7. An order of dismissal under this section shall be interlocutory until
final disposition of plaintiff's claim by settlement or judgment and may
be set aside for good cause shown at anytime prior to such disposition.
(L. 1987 H.B. 700 § 34)

Effective 7-1-87



1. As used in this section, "state of the art" means that the
dangerous nature of the product was not known and could not reasonably be
discovered at the time the product was placed into the stream of commerce.
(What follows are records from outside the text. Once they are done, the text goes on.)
use std::time::Instant;

use pest::error::{Error, ErrorVariant};
use pest::iterators::{Pair, Pairs};
use pest::{Parser, Position, Span};
use pest_derive::Parser;
use tracing::debug;

use super::ast::*;
use super::util::unescape_string_literal;
use super::TAB_WIDTH;

#[derive(Parser)]
#[grammar = "parser/script_grammar.pest"] // relative to src
pub struct ScriptParser;

impl ScriptParser {
    /// Renders the raw parse tree, one pair per line, indented by depth.
    pub fn parse_to_token_tree(script: &str) -> Result<String, String> {
        let mut tree = vec![];
        let start = Instant::now();
        let result = ScriptParser::parse(Rule::script, script);
        debug!(
            elapsed_ms = start.elapsed().as_millis() as u64,
            "parsed token tree"
        );

        match result {
            Ok(pairs) => {
                for pair in pairs {
                    tree.push(pair_to_string(pair, 0).join("\n"));
                }
            }
            Err(rule) => {
                return Err(format!("Parse error due to {:?}", rule));
            }
        }
        Ok(tree.join("\n"))
    }

    pub fn parse_to_ast(script: &str) -> Result<ProgramData, Error<Rule>> {
        let start = Instant::now();
        let mut pairs = ScriptParser::parse(Rule::script, script)?;
        let program = match pairs.next() {
            Some(pair) => build_program(pair)?,
            None => {
                return Err(Error::new_from_pos(
                    ErrorVariant::CustomError {
                        message: "Parser produced no pairs".to_string(),
                    },
                    Position::from_start(script),
                ))
            }
        };
        debug!(
            elapsed_ms = start.elapsed().as_millis() as u64,
            nodes = program.body.len(),
            "built syntax tree"
        );
        Ok(program)
    }
}

fn pair_to_string(pair: Pair<Rule>, level: usize) -> Vec<String> {
    let mut tree = vec![];
    let span = pair.as_span();
    let rule_name = format!(
        "{:?} => ({},{}) #{:?}",
        pair.as_rule(),
        span.start(),
        span.end(),
        span.as_str()
    );
    let string_pads = " ".repeat(level * TAB_WIDTH);
    tree.push(format!("{}{}", string_pads, rule_name));
    for child_pair in pair.into_inner() {
        tree.append(pair_to_string(child_pair, level + 1).as_mut());
    }
    tree
}

fn get_meta(pair: &Pair<Rule>) -> Meta {
    let span = pair.as_span();
    Meta::new(span.start(), span.end())
}

fn build_program(pair: Pair<Rule>) -> Result<ProgramData, Error<Rule>> {
    if pair.as_rule() != Rule::script {
        return Err(get_unexpected_error(1, &pair));
    }
    let meta = get_meta(&pair);
    let body = build_nodes(pair.into_inner())?;
    Ok(ProgramData { meta, body })
}

fn build_nodes(pairs: Pairs<Rule>) -> Result<Vec<NodeType>, Error<Rule>> {
    let mut nodes = vec![];
    for pair in pairs {
        if pair.as_rule() == Rule::EOI {
            continue;
        }
        nodes.push(build_ast_from_item(pair)?);
    }
    Ok(nodes)
}

fn build_ast_from_item(pair: Pair<Rule>) -> Result<NodeType, Error<Rule>> {
    let meta = get_meta(&pair);
    Ok(match pair.as_rule() {
        Rule::call_expression => NodeType::CallExpression(build_call_expression(pair, false)?),
        Rule::chained_call => NodeType::CallExpression(build_call_expression(pair, true)?),
        Rule::new_expression => NodeType::NewExpression(build_new_expression(pair)?),
        Rule::paren_group => build_group(pair, GroupKind::Paren)?,
        Rule::bracket_group => build_group(pair, GroupKind::Bracket)?,
        Rule::brace_group => build_group(pair, GroupKind::Brace)?,
        Rule::string_literal => NodeType::StringLiteral(build_string_literal(pair)?),
        Rule::template_literal => NodeType::TemplateLiteral(build_template_literal(pair)?),
        Rule::word => NodeType::Token(TokenData {
            meta,
            kind: TokenKind::Word,
        }),
        Rule::number => NodeType::Token(TokenData {
            meta,
            kind: TokenKind::Number,
        }),
        Rule::punctuator | Rule::ellipsis => NodeType::Token(TokenData {
            meta,
            kind: TokenKind::Punctuator,
        }),
        Rule::regex_prefix => NodeType::Token(TokenData {
            meta,
            kind: if pair.as_str().starts_with(|c: char| c.is_ascii_alphabetic()) {
                TokenKind::Word
            } else {
                TokenKind::Punctuator
            },
        }),
        Rule::regex_literal => NodeType::Token(TokenData {
            meta,
            kind: TokenKind::RegExp,
        }),
        _ => return Err(get_unexpected_error(2, &pair)),
    })
}

/// The callee pair can end in skipped trivia, so the name runs from the first
/// word to the last one.
fn build_callee(pair: Pair<Rule>) -> CalleeData {
    let span = pair.as_span();
    let text = pair.as_str();
    let mut start = span.end();
    let mut end = span.start();
    for word in pair.into_inner().filter(|p| p.as_rule() == Rule::word) {
        let word_span = word.as_span();
        start = start.min(word_span.start());
        end = end.max(word_span.end());
    }
    if start > end {
        start = span.start();
        end = span.start();
    }
    CalleeData {
        meta: Meta::new(start, end),
        name: text[start - span.start()..end - span.start()].to_string(),
    }
}

fn build_call_expression(
    pair: Pair<Rule>,
    chained: bool,
) -> Result<CallExpressionData, Error<Rule>> {
    let meta = get_meta(&pair);
    let rule = pair.as_rule();
    let span = pair.as_span();
    let mut callee = None;
    let mut arguments = vec![];
    let mut optional = false;
    for inner_pair in pair.into_inner() {
        match inner_pair.as_rule() {
            Rule::callee => callee = Some(build_callee(inner_pair)),
            Rule::arguments => arguments = build_arguments(inner_pair)?,
            Rule::optional_call => optional = true,
            Rule::member_access | Rule::type_arguments => { /* Not needed for matching */ }
            _ => return Err(get_unexpected_error(3, &inner_pair)),
        }
    }
    let callee = callee.ok_or_else(|| get_missing_error(4, rule, span))?;
    Ok(CallExpressionData {
        meta,
        callee,
        arguments,
        optional,
        chained,
    })
}

fn build_new_expression(pair: Pair<Rule>) -> Result<NewExpressionData, Error<Rule>> {
    let meta = get_meta(&pair);
    let rule = pair.as_rule();
    let span = pair.as_span();
    let mut callee = None;
    let mut arguments = vec![];
    for inner_pair in pair.into_inner() {
        match inner_pair.as_rule() {
            Rule::callee => callee = Some(build_callee(inner_pair)),
            Rule::arguments => arguments = build_arguments(inner_pair)?,
            Rule::new_keyword | Rule::type_arguments => { /* Do nothing */ }
            _ => return Err(get_unexpected_error(5, &inner_pair)),
        }
    }
    let callee = callee.ok_or_else(|| get_missing_error(6, rule, span))?;
    Ok(NewExpressionData {
        meta,
        callee,
        arguments,
    })
}

fn build_arguments(pair: Pair<Rule>) -> Result<Vec<ArgumentData>, Error<Rule>> {
    let mut arguments = vec![];
    for argument_pair in pair.into_inner() {
        if argument_pair.as_rule() != Rule::argument {
            return Err(get_unexpected_error(7, &argument_pair));
        }
        arguments.push(ArgumentData {
            meta: get_meta(&argument_pair),
            children: build_nodes(argument_pair.into_inner())?,
        });
    }
    Ok(arguments)
}

fn build_group(pair: Pair<Rule>, kind: GroupKind) -> Result<NodeType, Error<Rule>> {
    Ok(NodeType::Group(GroupData {
        meta: get_meta(&pair),
        kind,
        children: build_nodes(pair.into_inner())?,
    }))
}

fn build_string_literal(pair: Pair<Rule>) -> Result<StringLiteralData, Error<Rule>> {
    let meta = get_meta(&pair);
    let mut value = String::new();
    for inner_pair in pair.into_inner() {
        match inner_pair.as_rule() {
            Rule::double_string_characters | Rule::single_string_characters => {
                value = unescape_string_literal(inner_pair.as_str());
            }
            _ => return Err(get_unexpected_error(8, &inner_pair)),
        }
    }
    Ok(StringLiteralData { meta, value })
}

fn build_template_literal(pair: Pair<Rule>) -> Result<TemplateLiteralData, Error<Rule>> {
    let meta = get_meta(&pair);
    let mut substitutions = vec![];
    for inner_pair in pair.into_inner() {
        match inner_pair.as_rule() {
            Rule::template_characters => { /* Do nothing */ }
            Rule::template_substitution => {
                substitutions.push(build_nodes(inner_pair.into_inner())?);
            }
            _ => return Err(get_unexpected_error(9, &inner_pair)),
        }
    }
    Ok(TemplateLiteralData {
        meta,
        substitutions,
    })
}

fn get_unexpected_error(id: i32, pair: &Pair<Rule>) -> Error<Rule> {
    let message = format!("Unexpected state reached [{:?}] - {}", pair.as_rule(), id);
    Error::new_from_span(ErrorVariant::CustomError { message }, pair.as_span())
}

fn get_missing_error(id: i32, rule: Rule, span: Span) -> Error<Rule> {
    let message = format!("Incomplete node [{:?}] - {}", rule, id);
    Error::new_from_span(ErrorVariant::CustomError { message }, span)
}
use super::api::Rule;
use super::api::ScriptParser;
use super::ast::{GroupKind, HasMeta, NodeType, TokenKind};

use pest::{consumes_to, parses_to};
use pest::Parser;

fn first_call(code: &str) -> super::ast::CallExpressionData {
    let program = ScriptParser::parse_to_ast(code).unwrap();
    for node in program.body {
        if let NodeType::CallExpression(data) = node {
            return data;
        }
    }
    panic!("No call expression found in {:?}", code);
}

#[test]
fn test_call_expression_tokens() {
    parses_to! {
        parser: ScriptParser,
        input: "script(\"abc\")",
        rule: Rule::call_expression,
        tokens: [
            call_expression(0, 13, [
                callee(0, 6, [
                    word(0, 6)
                ]),
                arguments(6, 13, [
                    argument(7, 12, [
                        string_literal(7, 12, [
                            double_string_characters(8, 11)
                        ])
                    ])
                ])
            ])
        ]
    };
}

#[test]
fn test_member_callee_tokens() {
    parses_to! {
        parser: ScriptParser,
        input: "a.b()",
        rule: Rule::call_expression,
        tokens: [
            call_expression(0, 5, [
                callee(0, 3, [
                    word(0, 1),
                    member_access(1, 2),
                    word(2, 3)
                ]),
                arguments(3, 5)
            ])
        ]
    };
}

#[test]
fn test_new_expression_tokens() {
    parses_to! {
        parser: ScriptParser,
        input: "new Foo(\"a\")",
        rule: Rule::new_expression,
        tokens: [
            new_expression(0, 12, [
                new_keyword(0, 3),
                callee(4, 7, [
                    word(4, 7)
                ]),
                arguments(7, 12, [
                    argument(8, 11, [
                        string_literal(8, 11, [
                            double_string_characters(9, 10)
                        ])
                    ])
                ])
            ])
        ]
    };
}

#[test]
fn test_single_quoted_string_tokens() {
    parses_to! {
        parser: ScriptParser,
        input: "'x'",
        rule: Rule::string_literal,
        tokens: [
            string_literal(0, 3, [
                single_string_characters(1, 2)
            ])
        ]
    };
}

#[test]
fn test_template_literal_tokens() {
    parses_to! {
        parser: ScriptParser,
        input: "`a${b}c`",
        rule: Rule::template_literal,
        tokens: [
            template_literal(0, 8, [
                template_characters(1, 2),
                template_substitution(2, 6, [
                    word(4, 5)
                ]),
                template_characters(6, 7)
            ])
        ]
    };
}

#[test]
fn test_keywords_are_not_calls() {
    for code in &["if (\"a\")", "while(x)", "return (\"a\")", "typeof(x)", "instanceof(x)"] {
        assert!(
            ScriptParser::parse(Rule::call_expression, code).is_err(),
            "{} should not be a call expression",
            code
        );
    }
}

#[test]
fn test_keyword_prefix_is_still_a_call() {
    let call = first_call("iffy(\"a\")");
    assert_eq!(call.callee.name, "iffy");
    let call = first_call("newScript(\"a\")");
    assert_eq!(call.callee.name, "newScript");
}

#[test]
fn test_call_with_whitespace_and_comments() {
    let code = "script /* lens */ (\n  'abc', // name\n  fn\n)";
    let call = first_call(code);
    assert_eq!(call.callee.name, "script");
    assert_eq!(call.arguments.len(), 2);
    assert_eq!(
        call.first_argument().unwrap().as_string_literal().unwrap().value,
        "abc"
    );
    assert_eq!(call.get_meta().start_index, 0);
    assert_eq!(call.get_meta().end_index, code.len());
}

#[test]
fn test_type_arguments_and_optional_call() {
    let call = first_call("script<Ctx>(\"a\")");
    assert_eq!(call.callee.name, "script");
    assert!(!call.optional);

    let call = first_call("script?.(\"a\")");
    assert_eq!(call.callee.name, "script");
    assert!(call.optional);
}

#[test]
fn test_comparison_is_not_type_arguments() {
    let program = ScriptParser::parse_to_ast("if (a < b) { c(\"x\") }").unwrap();
    let calls: Vec<String> = collect_calls(&program.body)
        .into_iter()
        .map(|(name, _)| name)
        .collect();
    assert_eq!(calls, vec!["c".to_string()]);
}

#[test]
fn test_chained_call_is_flagged() {
    let program = ScriptParser::parse_to_ast("run().script(\"a\")").unwrap();
    let calls = collect_calls(&program.body);
    assert_eq!(
        calls,
        vec![("run".to_string(), false), ("script".to_string(), true)]
    );
}

#[test]
fn test_spread_call_is_not_chained() {
    let program = ScriptParser::parse_to_ast("f(...script(\"a\"))").unwrap();
    let calls = collect_calls(&program.body);
    assert_eq!(
        calls,
        vec![("f".to_string(), false), ("script".to_string(), false)]
    );
}

#[test]
fn test_regex_argument_does_not_start_comment() {
    let code = "s.replace(/\\/\\//g, \"/\"); script(\"a\")";
    let program = ScriptParser::parse_to_ast(code).unwrap();
    let calls = collect_calls(&program.body);
    assert_eq!(
        calls,
        vec![("s.replace".to_string(), false), ("script".to_string(), false)]
    );
    match &program.body[0] {
        NodeType::CallExpression(data) => match data.arguments[0].children.as_slice() {
            [NodeType::Token(token)] => assert_eq!(token.kind, TokenKind::RegExp),
            other => panic!("Unexpected argument {:?}", other),
        },
        other => panic!("Unexpected node {:?}", other),
    }
}

#[test]
fn test_unterminated_input_still_parses() {
    for code in &[
        "script(\"abc\", () => {",
        "script(\"abc",
        "`${",
        "/* open comment",
        ")]}",
        "",
    ] {
        assert!(
            ScriptParser::parse_to_ast(code).is_ok(),
            "{:?} should parse",
            code
        );
    }
}

#[test]
fn test_unclosed_call_becomes_group() {
    let program = ScriptParser::parse_to_ast("script(\"abc\", () => {").unwrap();
    match &program.body[..] {
        [NodeType::Token(word), NodeType::Group(group)] => {
            assert_eq!(word.kind, TokenKind::Word);
            assert_eq!(group.kind, GroupKind::Paren);
        }
        other => panic!("Unexpected body {:?}", other),
    }
}

#[test]
fn test_calls_in_template_substitution() {
    let program = ScriptParser::parse_to_ast("const s = `x ${script('a')} y`").unwrap();
    let calls = collect_calls(&program.body);
    assert_eq!(calls, vec![("script".to_string(), false)]);
}

#[test]
fn test_token_tree_dump() {
    let tree = ScriptParser::parse_to_token_tree("f(1)").unwrap();
    let lines: Vec<&str> = tree.lines().collect();
    assert_eq!(lines[0], "script => (0,4) #\"f(1)\"");
    assert_eq!(lines[1], "  call_expression => (0,4) #\"f(1)\"");
}

#[test]
fn test_formatted_ast_mentions_literal() {
    let code = "script('abc')";
    let program = ScriptParser::parse_to_ast(code).unwrap();
    let formatted = program.to_formatted_string(code);
    assert!(formatted.starts_with("Program {"));
    assert!(formatted.contains("callee: \"script\""));
    assert!(formatted.contains("literal: \"abc\""));
}

fn collect_calls(nodes: &[NodeType]) -> Vec<(String, bool)> {
    let mut calls = vec![];
    for node in nodes {
        if let NodeType::CallExpression(data) = node {
            calls.push((data.callee.name.clone(), data.chained));
        }
        let children: Vec<&NodeType> = node.children();
        for child in children {
            calls.append(&mut collect_calls(std::slice::from_ref(child)));
        }
    }
    calls
}

#[test]
fn test_callee_name_excludes_trailing_trivia() {
    for code in &["script ('a')", "script\n('a')", "script/*x*/('a')", "a . b /* c */ ('a')"] {
        let call = first_call(code);
        let meta = call.callee.meta;
        assert_eq!(meta.start_index, 0);
        assert_eq!(call.callee.name, &code[..meta.end_index]);
        assert!(!call.callee.name.ends_with(|c: char| c.is_whitespace() || c == '/'));
    }
}

#[test]
fn test_regex_after_prefix_tokens() {
    parses_to! {
        parser: ScriptParser,
        input: "= /'/",
        rule: Rule::script,
        tokens: [
            script(0, 5, [
                regex_prefix(0, 1),
                regex_literal(2, 5),
                EOI(5, 5)
            ])
        ]
    };
}

#[test]
fn test_division_is_not_regex() {
    let program = ScriptParser::parse_to_ast("a / b / script('c')").unwrap();
    let calls = collect_calls(&program.body);
    assert_eq!(calls, vec![("script".to_string(), false)]);
    assert!(!program.body.iter().any(|node| match node {
        NodeType::Token(token) => token.kind == TokenKind::RegExp,
        _ => false,
    }));
}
2. The state of the art shall be a complete defense and relevant evidence
only in an action based upon strict liability for failure to warn of the
dangerous condition of a product. This defense shall be pleaded as an
affirmative defense and the party asserting it shall have the burden of
proof.

3. Nothing in this section shall be construed as limiting the rights of
an injured party to maintain an action for negligence whenever such a
cause of action would otherwise exist.

4. This section shall not be construed to permit or prohibit evidence of
feasibility in products liability claims. (L. 1987 H.B. 700 § 35)

Effective 7-1-87



1. Contributory fault, as a complete bar to plaintiff's recovery
in a products liability claim, is abolished. The doctrine of pure
comparative fault shall apply to products liability claims as provided in
this section.

2. Defendant may plead and prove the fault of the plaintiff as an
affirmative defense. Any fault chargeable to the plaintiff shall diminish
proportionately the amount awarded as compensatory damages but shall not
bar recovery.

3. For purposes of this section, "fault" is limited to:

(1) The failure to use the product as reasonably anticipated by the
manufacturer;

(2) Use of the product for a purpose not intended by the manufacturer;

(3) Use of the product with knowledge of a danger involved in such use
with reasonable appreciation of the consequences and the voluntary and
unreasonable exposure to said danger;

(4) Unreasonable failure to appreciate the danger involved in use of the
product or the consequences thereof and the unreasonable exposure to said
danger;

(5) The failure to undertake the precautions a reasonably careful user of
the product would take to protect himself against dangers which he would
reasonably appreciate under the same or similar circumstances; or

(6) The failure to mitigate damages. (L. 1987 H.B. 700 § 36)

Effective 7-1-87

(1993) Where skier suffered head injury while using an experts-only ski
that was unreasonably dangerous for skier of plaintiff's ability, skier
did not assume risk by using dangerous ski because defendant failed to
warn against added danger and unpredictability caused by ski design.
Hopfinger v. Kidder International, Inc., 827 F.Supp. 1444 (W.D. Mo.).